Top of Data for analysis
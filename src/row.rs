//! Typed row abstraction consumed read-only by the pipeline.

use std::collections::BTreeMap;

use serde::{Deserialize, Serialize};

/// One tabular record: an ordered map of column name to cell text.
///
/// Column names and cells are trimmed once on construction, so every
/// consumer sees the same normalized view.
///
/// # Examples
///
/// ```
/// use plantgraph::Row;
///
/// let row = Row::new(3)
///     .with("PLANT_ID", " P1 ")
///     .with("AREA_ID", "");
///
/// assert_eq!(row.index(), 3);
/// assert_eq!(row.get("PLANT_ID"), Some("P1"));
/// assert_eq!(row.get("AREA_ID"), None);
/// assert_eq!(row.get("MISSING"), None);
/// ```
#[derive(Debug, Clone, Default, PartialEq, Eq, Serialize, Deserialize)]
pub struct Row {
    index: usize,
    cells: BTreeMap<String, String>,
}

impl Row {
    /// Creates an empty row with its position in the source table.
    #[must_use]
    pub fn new(index: usize) -> Self {
        Self {
            index,
            cells: BTreeMap::new(),
        }
    }

    /// Builds a row from `(column, value)` pairs.
    #[must_use]
    pub fn from_pairs<K, V>(index: usize, pairs: impl IntoIterator<Item = (K, V)>) -> Self
    where
        K: AsRef<str>,
        V: AsRef<str>,
    {
        pairs
            .into_iter()
            .fold(Self::new(index), |row, (k, v)| row.with(k.as_ref(), v.as_ref()))
    }

    /// Adds a cell, replacing any previous value for the column.
    #[must_use]
    pub fn with(mut self, column: &str, value: &str) -> Self {
        self.insert(column, value);
        self
    }

    pub fn insert(&mut self, column: &str, value: &str) {
        self.cells
            .insert(column.trim().to_string(), value.trim().to_string());
    }

    #[must_use]
    pub const fn index(&self) -> usize {
        self.index
    }

    /// Returns the non-blank value of a column.
    #[must_use]
    pub fn get(&self, column: &str) -> Option<&str> {
        self.cells
            .get(column)
            .map(String::as_str)
            .filter(|v| !v.is_empty())
    }

    /// Returns the cell text even when blank.
    #[must_use]
    pub fn raw(&self, column: &str) -> Option<&str> {
        self.cells.get(column).map(String::as_str)
    }

    pub fn columns(&self) -> impl Iterator<Item = &str> {
        self.cells.keys().map(String::as_str)
    }

    #[must_use]
    pub fn len(&self) -> usize {
        self.cells.len()
    }

    #[must_use]
    pub fn is_empty(&self) -> bool {
        self.cells.is_empty()
    }
}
Bottom of Data for analysis
- **Prompt**
Once more, write out the records in full, exactly as they appear.

- **Exercise solution**
filename src/row.rs
//! Typed row abstraction consumed read-only by the pipeline.

use std::collections::BTreeMap;

use serde::{Deserialize, Serialize};

/// One tabular record: an ordered map of column name to cell text.
///
/// Column names and cells are trimmed once on construction, so every
/// consumer sees the same normalized view.
///
/// # Examples
///
/// ```
/// use plantgraph::Row;
///
/// let row = Row::new(3)
///     .with("PLANT_ID", " P1 ")
///     .with("AREA_ID", "");
///
/// assert_eq!(row.index(), 3);
/// assert_eq!(row.get("PLANT_ID"), Some("P1"));
/// assert_eq!(row.get("AREA_ID"), None);
/// assert_eq!(row.get("MISSING"), None);
/// ```
#[derive(Debug, Clone, Default, PartialEq, Eq, Serialize, Deserialize)]
pub struct Row {
    index: usize,
    cells: BTreeMap<String, String>,
}

impl Row {
    /// Creates an empty row with its position in the source table.
    #[must_use]
    pub fn new(index: usize) -> Self {
        Self {
            index,
            cells: BTreeMap::new(),
        }
    }

    /// Builds a row from `(column, value)` pairs.
    #[must_use]
    pub fn from_pairs<K, V>(index: usize, pairs: impl IntoIterator<Item = (K, V)>) -> Self
    where
        K: AsRef<str>,
        V: AsRef<str>,
    {
        pairs
            .into_iter()
            .fold(Self::new(index), |row, (k, v)| row.with(k.as_ref(), v.as_ref()))
    }

    /// Adds a cell, replacing any previous value for the column.
    #[must_use]
    pub fn with(mut self, column: &str, value: &str) -> Self {
        self.insert(column, value);
        self
    }

    pub fn insert(&mut self, column: &str, value: &str) {
        self.cells
            .insert(column.trim().to_string(), value.trim().to_string());
    }

    #[must_use]
    pub const fn index(&self) -> usize {
        self.index
    }

    /// Returns the non-blank value of a column.
    #[must_use]
    pub fn get(&self, column: &str) -> Option<&str> {
        self.cells
            .get(column)
            .map(String::as_str)
            .filter(|v| !v.is_empty())
    }

    /// Returns the cell text even when blank.
    #[must_use]
    pub fn raw(&self, column: &str) -> Option<&str> {
        self.cells.get(column).map(String::as_str)
    }

    pub fn columns(&self) -> impl Iterator<Item = &str> {
        self.cells.keys().map(String::as_str)
    }

    #[must_use]
    pub fn len(&self) -> usize {
        self.cells.len()
    }

    #[must_use]
    pub fn is_empty(&self) -> bool {
        self.cells.is_empty()
    }
}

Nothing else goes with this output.